Work instructions ->
Keep only the lines from the top of the listing through the one with "#[derive(Debug, Error, PartialEq, Eq)]", and reproduce them unaltered.

Dataset ->
use std::str::FromStr;

use serde::{Deserialize, Serialize};
use thiserror::Error;

/// Credits a fresh session starts with when the store holds no prior balance.
pub const STARTING_BALANCE: u64 = 200;

#[derive(Debug, Error, PartialEq, Eq)]
#[error("Unknown action kind: {0}")]
pub struct ParseActionError(pub String);

/// Priced assistant actions. The set is closed: every chargeable operation of
/// the application maps to exactly one kind.
#[derive(Debug, Clone, Copy, PartialEq, Eq, Hash, Serialize, Deserialize)]
pub enum ActionKind {
    #[serde(rename = "briefing.basic")]
    BriefingBasic,
    #[serde(rename = "analysis.deep")]
    AnalysisDeep,
    #[serde(rename = "google_ads.briefing")]
    GoogleAdsBriefing,
    #[serde(rename = "file.upload.parse")]
    FileUploadParse,
    #[serde(rename = "chat.message")]
    ChatMessage,
}

impl ActionKind {
    pub fn all() -> &'static [ActionKind] {
        &[
            ActionKind::BriefingBasic,
            ActionKind::AnalysisDeep,
            ActionKind::GoogleAdsBriefing,
            ActionKind::FileUploadParse,
            ActionKind::ChatMessage,
        ]
    }

    pub fn as_str(&self) -> &'static str {
        match self {
            ActionKind::BriefingBasic => "briefing.basic",
            ActionKind::AnalysisDeep => "analysis.deep",
            ActionKind::GoogleAdsBriefing => "google_ads.briefing",
            ActionKind::FileUploadParse => "file.upload.parse",
            ActionKind::ChatMessage => "chat.message",
        }
    }

    /// Price in credits. Fixed at build time, never configurable at runtime.
    pub fn price(&self) -> u64 {
        match self {
            ActionKind::BriefingBasic => 5,
            ActionKind::AnalysisDeep => 50,
            ActionKind::GoogleAdsBriefing => 15,
            ActionKind::FileUploadParse => 10,
            ActionKind::ChatMessage => 1,
        }
    }
}

impl FromStr for ActionKind {
    type Err = ParseActionError;

    fn from_str(s: &str) -> Result<Self, Self::Err> {
        ActionKind::all()
            .iter()
            .copied()
            .find(|kind| kind.as_str() == s)
            .ok_or_else(|| ParseActionError(s.to_string()))
    }
}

Solution to this problem ->
use std::str::FromStr;

use serde::{Deserialize, Serialize};
use thiserror::Error;

/// Credits a fresh session starts with when the store holds no prior balance.
pub const STARTING_BALANCE: u64 = 200;

#[derive(Debug, Error, PartialEq, Eq)]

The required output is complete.